§ WHAT YOU NEED TO DO
What lines in the data hold the string "attributes"? Show them.

§ INFORMATION GIVEN
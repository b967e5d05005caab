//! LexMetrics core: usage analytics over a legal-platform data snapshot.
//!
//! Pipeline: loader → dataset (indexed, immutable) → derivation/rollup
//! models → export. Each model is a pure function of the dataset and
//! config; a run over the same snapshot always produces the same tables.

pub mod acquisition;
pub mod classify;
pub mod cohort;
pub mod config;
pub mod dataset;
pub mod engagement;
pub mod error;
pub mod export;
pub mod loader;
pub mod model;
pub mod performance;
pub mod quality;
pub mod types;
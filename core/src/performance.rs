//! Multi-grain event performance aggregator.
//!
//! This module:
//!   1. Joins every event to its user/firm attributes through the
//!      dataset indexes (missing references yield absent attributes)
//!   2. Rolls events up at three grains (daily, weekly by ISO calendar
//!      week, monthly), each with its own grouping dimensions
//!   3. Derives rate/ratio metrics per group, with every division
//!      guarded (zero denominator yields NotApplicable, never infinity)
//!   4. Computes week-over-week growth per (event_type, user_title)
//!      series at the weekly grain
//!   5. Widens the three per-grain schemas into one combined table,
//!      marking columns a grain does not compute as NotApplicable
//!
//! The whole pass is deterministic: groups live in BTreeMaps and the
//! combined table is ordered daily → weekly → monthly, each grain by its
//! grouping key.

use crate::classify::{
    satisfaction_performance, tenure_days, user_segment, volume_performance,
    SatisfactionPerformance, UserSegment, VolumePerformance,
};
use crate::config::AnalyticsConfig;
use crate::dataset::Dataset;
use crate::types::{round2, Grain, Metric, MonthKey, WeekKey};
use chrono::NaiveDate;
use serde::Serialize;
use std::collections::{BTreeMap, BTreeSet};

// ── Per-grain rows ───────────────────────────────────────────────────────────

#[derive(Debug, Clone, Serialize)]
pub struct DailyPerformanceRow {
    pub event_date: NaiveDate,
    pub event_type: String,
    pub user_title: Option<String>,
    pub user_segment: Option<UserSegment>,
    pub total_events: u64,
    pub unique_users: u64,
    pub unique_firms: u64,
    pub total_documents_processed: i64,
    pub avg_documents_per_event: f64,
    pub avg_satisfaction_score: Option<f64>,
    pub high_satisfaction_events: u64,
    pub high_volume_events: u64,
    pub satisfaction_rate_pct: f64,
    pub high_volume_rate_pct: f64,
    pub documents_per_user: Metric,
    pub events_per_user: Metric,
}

§ SOLUTION TO THIS PROBLEM
//!   1. Joins every event to its user/firm attributes through the
//!      dataset indexes (missing references yield absent attributes)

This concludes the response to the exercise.